Functional categories of these AS transcripts included RNA metabolism and neuron differentiation. Interestingly, mitotic spindle midzone assembly was also among the top identified GO categories, suggesting that ZNF207 might not only promote spindle assembly by undergoing coacervation and hence, concentrating microtubules and tubulin through ZNF207 droplets (Jiang et al, ²⁰¹⁵), but also by an RNA‐mediated mechanism. Randomly chosen DSE have been experimentally validated in this study. Most of them (eight out of ten) displayed a switching to a differentiated cell‐like AS pattern upon Zfp207 knockdown, indicating that ZFP207 regulates an AS signature that controls pluripotency. In addition, several of the stem cell switches that we identified, such as Nasp or Tbx3, have been shown to be involved in cancer (Alekseev et al, ²⁰¹¹; Krstic et al, ²⁰²⁰).
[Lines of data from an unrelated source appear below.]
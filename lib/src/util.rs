use crate::constants::{MAGIC_COOKIE, TRANS_ID_LEN};
use crate::header::TransId;
use rand::rngs::StdRng;
use rand::{RngCore, SeedableRng};
use std::fmt::Write as _;
use std::net::{Ipv4Addr, SocketAddrV4};

pub fn print_bytes(buf: &[u8], separator: &str, row_width: usize) -> String {
    let mut hex = String::new();
    buf.iter().enumerate().for_each(|(x, y)| {
        let _ = write!(hex, "{:02X}", y);
        if (x + 1) % row_width == 0 {
            hex.push('\n');
        } else {
            hex.push_str(separator);
        }
    });

    hex
}

/// Seeds a generator for transaction ids once, from OS entropy.
pub fn new_trans_id_rng() -> StdRng {
    StdRng::from_entropy()
}

pub fn new_trans_id() -> TransId {
    new_trans_id_with(&mut rand::thread_rng())
}

// three 32-bit words, each drawn independently
pub fn new_trans_id_with<R: RngCore + ?Sized>(rng: &mut R) -> TransId {
    let mut trans_id = [0u8; TRANS_ID_LEN];
    for word in trans_id.chunks_exact_mut(4) {
        word.copy_from_slice(&rng.next_u32().to_be_bytes());
    }
    trans_id
}

// applying it twice gives back the original address
pub fn xor_address_v4(addr: SocketAddrV4) -> SocketAddrV4 {
    let port = addr.port();
    let magic_prefix = u16::from_be_bytes([MAGIC_COOKIE[0], MAGIC_COOKIE[1]]);
    let port = port ^ magic_prefix;

    let ip = u32::from(*addr.ip()) ^ u32::from_be_bytes(MAGIC_COOKIE);

    SocketAddrV4::new(Ipv4Addr::from(ip), port)
}
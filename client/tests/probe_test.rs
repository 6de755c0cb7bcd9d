use std::net::{Ipv4Addr, SocketAddr, SocketAddrV4};
use std::time::{Duration, Instant};

use client::client::{cancel_channel, resolve_v4, ProbeError, StunClient};
use client::config::ProbeConfig;
use rand::rngs::StdRng;
use rand::SeedableRng;
use stun_mapped::constants::*;
use stun_mapped::cursor::Cursor;
use stun_mapped::error::ParsePacketErr;
use stun_mapped::header::{Header, TransId};
use stun_mapped::message::binding_response;
use stun_mapped::util;
use tokio::net::UdpSocket;
use tokio::task::JoinHandle;

enum Reply {
    Mapped,
    OtherTransId,
    Truncated,
    Silent,
}

// answers the first request, hands back the request header
async fn fake_server(reply: Reply) -> (SocketAddrV4, JoinHandle<Header>) {
    let sock = UdpSocket::bind("127.0.0.1:0").await.unwrap();
    let addr = match sock.local_addr().unwrap() {
        SocketAddr::V4(v) => v,
        SocketAddr::V6(_) => unreachable!(),
    };

    let handle = tokio::spawn(async move {
        let mut buf = vec![0u8; 1024];
        let (len, remote_addr) = sock.recv_from(&mut buf).await.unwrap();
        assert_eq!(len, HEADER_LEN);

        let header = Header::unpack(&mut Cursor::new(&buf[..len])).unwrap();
        let mapped = match remote_addr {
            SocketAddr::V4(v) => v,
            SocketAddr::V6(_) => unreachable!(),
        };

        let res = match reply {
            Reply::Mapped => binding_response(header.trans_id, mapped, &[]).to_vec(),
            Reply::OtherTransId => {
                let mut other: TransId = header.trans_id;
                other[TRANS_ID_LEN - 1] ^= 0xff;
                binding_response(other, mapped, &[]).to_vec()
            }
            Reply::Truncated => {
                let full = binding_response(header.trans_id, mapped, &[]);
                full[..full.len() - 3].to_vec()
            }
            Reply::Silent => vec![],
        };

        if !res.is_empty() {
            sock.send_to(&res, remote_addr).await.unwrap();
        }

        // keep the socket open until the client is done
        tokio::time::sleep(Duration::from_millis(300)).await;
        header
    });

    (addr, handle)
}

fn local_config(server: SocketAddrV4, timeout: Duration) -> ProbeConfig {
    ProbeConfig::new(&server.ip().to_string(), server.port(), timeout)
}

async fn local_socket() -> (UdpSocket, SocketAddrV4) {
    let sock = UdpSocket::bind("127.0.0.1:0").await.unwrap();
    let addr = match sock.local_addr().unwrap() {
        SocketAddr::V4(v) => v,
        SocketAddr::V6(_) => unreachable!(),
    };
    (sock, addr)
}

#[test]
pub fn test_default_config() {
    let config = ProbeConfig::default();
    assert_eq!(config.host, STUN_HOST);
    assert_eq!(config.port, 3478);
    assert_eq!(config.timeout, Duration::from_millis(2000));
}

#[tokio::test]
async fn test_probe_mapped_address() {
    let (server, handle) = fake_server(Reply::Mapped).await;
    let (sock, local_addr) = local_socket().await;
    let (_cancel_tx, mut cancel_rx) = cancel_channel();

    let mut client = StunClient::new(local_config(server, Duration::from_secs(2)));
    let res = client.probe(&sock, &mut cancel_rx).await.unwrap();
    assert_eq!(res, Some(local_addr));

    let req = handle.await.unwrap();
    assert_eq!(req.msg_type, MESSAGE_TYPE_BIND_REQ);
    assert_eq!(req.msg_len, 0);
    assert_eq!(req.cookie, MAGIC_COOKIE);
}

#[tokio::test]
async fn test_probe_uses_injected_rng() {
    let (server, handle) = fake_server(Reply::Mapped).await;
    let (sock, _) = local_socket().await;
    let (_cancel_tx, mut cancel_rx) = cancel_channel();

    let rng = StdRng::seed_from_u64(42);
    let mut client = StunClient::with_rng(local_config(server, Duration::from_secs(2)), rng);
    assert!(client.probe(&sock, &mut cancel_rx).await.unwrap().is_some());

    let expected = util::new_trans_id_with(&mut StdRng::seed_from_u64(42));
    let req = handle.await.unwrap();
    assert_eq!(req.trans_id, expected);
}

#[tokio::test]
async fn test_probe_trans_id_mismatch() {
    let (server, _handle) = fake_server(Reply::OtherTransId).await;
    let (sock, _) = local_socket().await;
    let (_cancel_tx, mut cancel_rx) = cancel_channel();

    let mut client = StunClient::new(local_config(server, Duration::from_secs(2)));
    let res = client.probe(&sock, &mut cancel_rx).await;
    assert!(matches!(
        res,
        Err(ProbeError::Parse(ParsePacketErr::TransIdMismatch))
    ));
}

#[tokio::test]
async fn test_probe_truncated_response() {
    let (server, _handle) = fake_server(Reply::Truncated).await;
    let (sock, _) = local_socket().await;
    let (_cancel_tx, mut cancel_rx) = cancel_channel();

    let mut client = StunClient::new(local_config(server, Duration::from_secs(2)));
    let err = client.probe(&sock, &mut cancel_rx).await.unwrap_err();
    assert!(matches!(err, ProbeError::Parse(ParsePacketErr::BufSize(_))));
    assert!(format!("{}", err).starts_with("STUN resolve failure"));
}

#[tokio::test]
async fn test_probe_timeout() {
    let (server, _handle) = fake_server(Reply::Silent).await;
    let (sock, _) = local_socket().await;
    let (_cancel_tx, mut cancel_rx) = cancel_channel();

    let mut client = StunClient::new(local_config(server, Duration::from_millis(100)));
    let err = client.probe(&sock, &mut cancel_rx).await.unwrap_err();
    assert!(matches!(err, ProbeError::Timeout));
    assert_eq!(format!("{}", err), "STUN timeout");
}

#[tokio::test]
async fn test_probe_cancelled_before_response() {
    let (server, handle) = fake_server(Reply::Mapped).await;
    let (sock, _) = local_socket().await;
    let (cancel_tx, mut cancel_rx) = cancel_channel();
    cancel_tx.send(true).unwrap();

    let mut client = StunClient::new(local_config(server, Duration::from_secs(2)));
    let res = client.probe(&sock, &mut cancel_rx).await.unwrap();
    assert_eq!(res, None);

    // the request still went out
    let req = handle.await.unwrap();
    assert_eq!(req.msg_type, MESSAGE_TYPE_BIND_REQ);
}

#[tokio::test]
async fn test_probe_cancelled_during_wait() {
    let (server, _handle) = fake_server(Reply::Silent).await;
    let (sock, _) = local_socket().await;
    let (cancel_tx, mut cancel_rx) = cancel_channel();

    tokio::spawn(async move {
        tokio::time::sleep(Duration::from_millis(50)).await;
        cancel_tx.send(true).unwrap();
    });

    let start = Instant::now();
    let mut client = StunClient::new(local_config(server, Duration::from_secs(5)));
    let res = client.probe(&sock, &mut cancel_rx).await.unwrap();
    assert_eq!(res, None);
    assert!(start.elapsed() < Duration::from_secs(5));
}

#[tokio::test]
async fn test_probe_dropped_cancel_sender() {
    let (server, _handle) = fake_server(Reply::Mapped).await;
    let (sock, local_addr) = local_socket().await;
    let (cancel_tx, mut cancel_rx) = cancel_channel();
    drop(cancel_tx);

    let mut client = StunClient::new(local_config(server, Duration::from_secs(2)));
    let res = client.probe(&sock, &mut cancel_rx).await.unwrap();
    assert_eq!(res, Some(local_addr));
}

#[tokio::test]
async fn test_probe_resolve_failure() {
    let (sock, _) = local_socket().await;
    let (_cancel_tx, mut cancel_rx) = cancel_channel();

    let config = ProbeConfig::new("stun.invalid", STUN_PORT, Duration::from_millis(100));
    let mut client = StunClient::new(config);
    let res = client.probe(&sock, &mut cancel_rx).await;
    assert!(matches!(res, Err(ProbeError::Resolve { .. })));
}

#[tokio::test]
async fn test_resolve_v4() {
    let addr = resolve_v4("127.0.0.1", STUN_PORT).await.unwrap();
    assert_eq!(addr, SocketAddrV4::new(Ipv4Addr::LOCALHOST, STUN_PORT));

    // ipv6 only
    let res = resolve_v4("::1", STUN_PORT).await;
    assert!(matches!(res, Err(ProbeError::Resolve { .. })));
}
By using a modified in vitro RIP protocol, we characterized ZFP207 as a novel RBP. ZFP207 has an annotated C2H2‐ZNFs through which RNA binding is facilitated (Brannan et al, ²⁰¹⁶), and two independent interactome capture studies have retrieved ZFP207 in the mRNA‐bound proteome (Baltz et al, ²⁰¹²; Castello et al, ²⁰¹²). As the extent of intronic binding events that ZFP207 could potentially have inside the nucleus can be orders of magnitude higher than the ones we identified with the in vitro RIP, it would therefore be tempting to speculate that ZFP207 regulates AS by directly binding to specific transcripts. However, it is also plausible that the RNA‐binding activity of ZFP207 provides an additional function as we observed an accumulation of poly(A)⁺ foci in KD1 and KD2 ESCs. Interestingly, it has been shown that the poly(A)⁺ RNA foci that were accumulated upon depletion of Zfp207 are primarily formed by exosome target mRNAs (Fan et al, ²⁰¹⁸). Thus, it is possible that ZFP207 functions in the turnover of poly(A)⁺ RNA in general, and in the export of pluripotency and neuroectodermal mRNAs in ESCs. It would be interesting to determine in future studies whether the distinct Zfp207 isoforms target a distinct set of RNAs. If that would be the case, the ESC‐specific switch in the exon 9 could drive divergent RNA‐metabolism‐based programs required for ESC self‐renewal and pluripotency.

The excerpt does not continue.